= Exercise =
Return the lines exactly as they stand, from the first of the material through the line containing "use std::collections::BTreeMap;".

= Data =
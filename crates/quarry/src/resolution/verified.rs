// SPDX-License-Identifier: AGPL-3.0-only
// Copyright (C) 2024 Jonathan Lee
// This program is free software: you can redistribute it and/or modify
// it under the terms of the GNU Affero General Public License version 3
// as published by the Free Software Foundation.
// This program is distributed in the hope that it will be useful,
// but WITHOUT ANY WARRANTY; without even the implied warranty of
// MERCHANTABILITY or FITNESS FOR A PARTICULAR PURPOSE.
// See the GNU Affero General Public License for more details.
// You should have received a copy of the GNU Affero General Public License
// along with this program. If not, see https://www.gnu.org/licenses/.

use quarry_contracts::VerifiedEntity;
use serde::{Deserialize, Serialize};
use std::collections::BTreeMap;

/// Append-only record of entities confirmed during one conversation.
#[derive(Debug, Clone, Default, PartialEq, Serialize, Deserialize)]
pub struct VerifiedEntityLog {
    conversation_id: String,
    entries: Vec<VerifiedEntity>,
}

impl VerifiedEntityLog {
    pub fn new(conversation_id: impl Into<String>) -> Self {
        Self {
            conversation_id: conversation_id.into(),
            entries: Vec::new(),
        }
    }

    pub fn conversation_id(&self) -> &str {
        &self.conversation_id
    }

    /// Returns false when the pair was already recorded.
    pub fn record(&mut self, category: &str, value: &str) -> bool {
        if self.contains(category, value) {
            return false;
        }
        self.entries.push(VerifiedEntity {
            category: category.to_string(),
            value: value.to_string(),
        });
        true
    }

    pub fn contains(&self, category: &str, value: &str) -> bool {
        self.entries
            .iter()
            .any(|e| e.category.eq_ignore_ascii_case(category) && e.value == value)
    }

    /// Most recently confirmed value for a category.
    pub fn latest(&self, category: &str) -> Option<&str> {
        self.entries
            .iter()
            .rev()
            .find(|e| e.category.eq_ignore_ascii_case(category))
            .map(|e| e.value.as_str())
    }

    pub fn entries(&self) -> &[VerifiedEntity] {
        &self.entries
    }

    pub fn by_category(&self) -> BTreeMap<&str, Vec<&str>> {
        let mut grouped: BTreeMap<&str, Vec<&str>> = BTreeMap::new();
        for entry in &self.entries {
            grouped
                .entry(entry.category.as_str())
                .or_default()
                .push(entry.value.as_str());
        }
        grouped
    }

    pub fn len(&self) -> usize {
        self.entries.len()
    }

    pub fn is_empty(&self) -> bool {
        self.entries.is_empty()
    }
}

#[cfg(test)]
mod tests {
    use super::*;

    #[test]
    fn duplicates_are_not_appended() {
        let mut log = VerifiedEntityLog::new("conv-1");
        assert!(log.record("customer_name", "Freeman Corporation"));
        assert!(!log.record("customer_name", "Freeman Corporation"));
        assert!(log.record("vendor_name", "Contoso"));
        assert!(log.record("customer_name", "Northwind Traders"));
        assert_eq!(log.len(), 3);
        assert_eq!(log.latest("customer_name"), Some("Northwind Traders"));
        assert_eq!(
            log.by_category()["customer_name"],
            vec!["Freeman Corporation", "Northwind Traders"]
        );
    }
}
// SPDX-License-Identifier: AGPL-3.0-only
// Copyright (C) 2024 Jonathan Lee
// This program is free software: you can redistribute it and/or modify
// it under the terms of the GNU Affero General Public License version 3
// as published by the Free Software Foundation.
// This program is distributed in the hope that it will be useful,
// but WITHOUT ANY WARRANTY; without even the implied warranty of
// MERCHANTABILITY or FITNESS FOR A PARTICULAR PURPOSE.
// See the GNU Affero General Public License for more details.
// You should have received a copy of the GNU Affero General Public License
// along with this program. If not, see https://www.gnu.org/licenses/.

//! Guarded execution of generated analysis code.

pub mod contract;
pub mod normalize;

pub use contract::SUMMARY_BINDING;

use crate::guard::CodeSafetyValidator;
use crate::sandbox::{run_script, RunFailure, SandboxLimits, SandboxRun};
use crate::store::{LargeObjectStore, ObjectKey, ReadOnlyConnection};
use crate::tabular::Table;
use crate::telemetry::{log_degraded, log_harness_event};
use chrono::Utc;
use quarry_contracts::{
    ExecutionLimits, ExecutionOutcome, ExternalizationPolicy, ExternalizedResult, RuntimeContext,
    TabularPayload,
};
use serde_json::json;
use std::sync::Arc;
use tracing::{error, info, instrument, warn};

pub struct ExecutionHarness {
    validator: CodeSafetyValidator,
    connection: Option<Arc<dyn ReadOnlyConnection>>,
    store: Arc<dyn LargeObjectStore>,
    limits: ExecutionLimits,
    policy: ExternalizationPolicy,
}

impl ExecutionHarness {
    pub fn new(validator: CodeSafetyValidator, store: Arc<dyn LargeObjectStore>) -> Self {
        Self {
            validator,
            connection: None,
            store,
            limits: ExecutionLimits::default(),
            policy: ExternalizationPolicy::default(),
        }
    }

    pub fn with_connection(mut self, connection: Arc<dyn ReadOnlyConnection>) -> Self {
        self.connection = Some(connection);
        self
    }

    pub fn with_limits(mut self, limits: ExecutionLimits) -> Self {
        self.limits = limits;
        self
    }

    pub fn with_policy(mut self, policy: ExternalizationPolicy) -> Self {
        self.policy = policy;
        self
    }

    pub fn limits(&self) -> &ExecutionLimits {
        &self.limits
    }

    pub fn policy(&self) -> &ExternalizationPolicy {
        &self.policy
    }

    /// Validates, runs and packages `code`. Every failure comes back as an error outcome.
    #[instrument(skip(self, code, ctx), fields(session = %ctx.session_id, agent = %ctx.agent_label))]
    pub async fn execute(&self, code: &str, ctx: &RuntimeContext) -> ExecutionOutcome {
        let verdict = self.validator.validate(code);
        if !verdict.valid {
            warn!(issues = verdict.issues.len(), "Refusing to execute unvalidated code");
            log_harness_event("validation_refused", json!({ "issues": verdict.issues }));
            return ExecutionOutcome::validation_failed(verdict.issues);
        }

        let run = match self.run(code).await {
            Ok(run) => run,
            Err(message) => {
                error!(error = %message, "Script worker did not complete");
                return ExecutionOutcome::runtime_failure(message.clone(), message, String::new());
            }
        };
        info!(gas_used = run.gas_used, "Script run finished");

        let SandboxRun { output, outcome, .. } = run;
        let (result, summary) = match outcome {
            Ok(bindings) => bindings,
            Err(RunFailure {
                message, traceback, ..
            }) => {
                warn!(error = %message, "Generated code raised");
                log_harness_event("runtime_failure", json!({ "message": message }));
                return ExecutionOutcome::runtime_failure(message, traceback, output);
            }
        };

        let (table, summary) = match contract::enforce(
            (self.validator.result_binding(), result),
            (SUMMARY_BINDING, summary),
        ) {
            Ok(bindings) => bindings,
            Err(violations) => {
                log_harness_event(
                    "contract_violation",
                    json!({
                        "violations": violations
                            .iter()
                            .map(|v| json!({ "binding": v.binding, "actual_type": v.actual_type }))
                            .collect::<Vec<_>>()
                    }),
                );
                return ExecutionOutcome::contract_violated(violations, output);
            }
        };

        let record_count = table.height();
        let summary = normalize::enrich_summary(summary, &ctx.agent_label, Utc::now());
        let (inline, externalized) = self.deliver(&table, ctx).await;
        log_harness_event(
            "execution_succeeded",
            json!({
                "record_count": record_count,
                "externalized": externalized.as_ref().map(|e| e.location.clone()),
            }),
        );
        ExecutionOutcome::success(inline, summary, record_count, externalized, output)
    }

    async fn run(&self, code: &str) -> Result<SandboxRun, String> {
        let source = code.to_string();
        let connection = self.connection.clone();
        let limits = SandboxLimits {
            gas_limit: self.limits.gas_limit,
            max_output_bytes: self.limits.max_output_bytes,
            max_collection_len: self.limits.max_collection_len,
        };
        let result_binding = self.validator.result_binding().to_string();
        let date_format = self.limits.date_format.clone();
        tokio::task::spawn_blocking(move || {
            run_script(
                &source,
                limits,
                connection,
                (result_binding.as_str(), SUMMARY_BINDING),
                &date_format,
            )
        })
        .await
        .map_err(|err| format!("Execution worker failed: {err}"))
    }

    /// Inline rows up to the policy limit; beyond it the store gets the frame.
    async fn deliver(
        &self,
        table: &Table,
        ctx: &RuntimeContext,
    ) -> (Option<TabularPayload>, Option<ExternalizedResult>) {
        let inline = || Some(normalize::inline_payload(table, &self.limits.date_format));
        if !self.policy.should_externalize(table.height()) {
            return (inline(), None);
        }
        let frame = match table.to_frame() {
            Ok(frame) => frame,
            Err(err) => {
                log_degraded("externalize_result", &err);
                return (inline(), None);
            }
        };
        match self.store.put(&ObjectKey::from_context(ctx), frame).await {
            Ok(reference) => {
                info!(
                    location = %reference.location,
                    records = reference.record_count,
                    "Result externalized"
                );
                (None, Some(reference))
            }
            Err(err) => {
                log_degraded("externalize_result", &err);
                (inline(), None)
            }
        }
    }
}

= The completed task =
filename crates/quarry/src/resolution/verified.rs
// SPDX-License-Identifier: AGPL-3.0-only
// Copyright (C) 2024 Jonathan Lee
// This program is free software: you can redistribute it and/or modify
// it under the terms of the GNU Affero General Public License version 3
// as published by the Free Software Foundation.
// This program is distributed in the hope that it will be useful,
// but WITHOUT ANY WARRANTY; without even the implied warranty of
// MERCHANTABILITY or FITNESS FOR A PARTICULAR PURPOSE.
// See the GNU Affero General Public License for more details.
// You should have received a copy of the GNU Affero General Public License
// along with this program. If not, see https://www.gnu.org/licenses/.

use quarry_contracts::VerifiedEntity;
use serde::{Deserialize, Serialize};
use std::collections::BTreeMap;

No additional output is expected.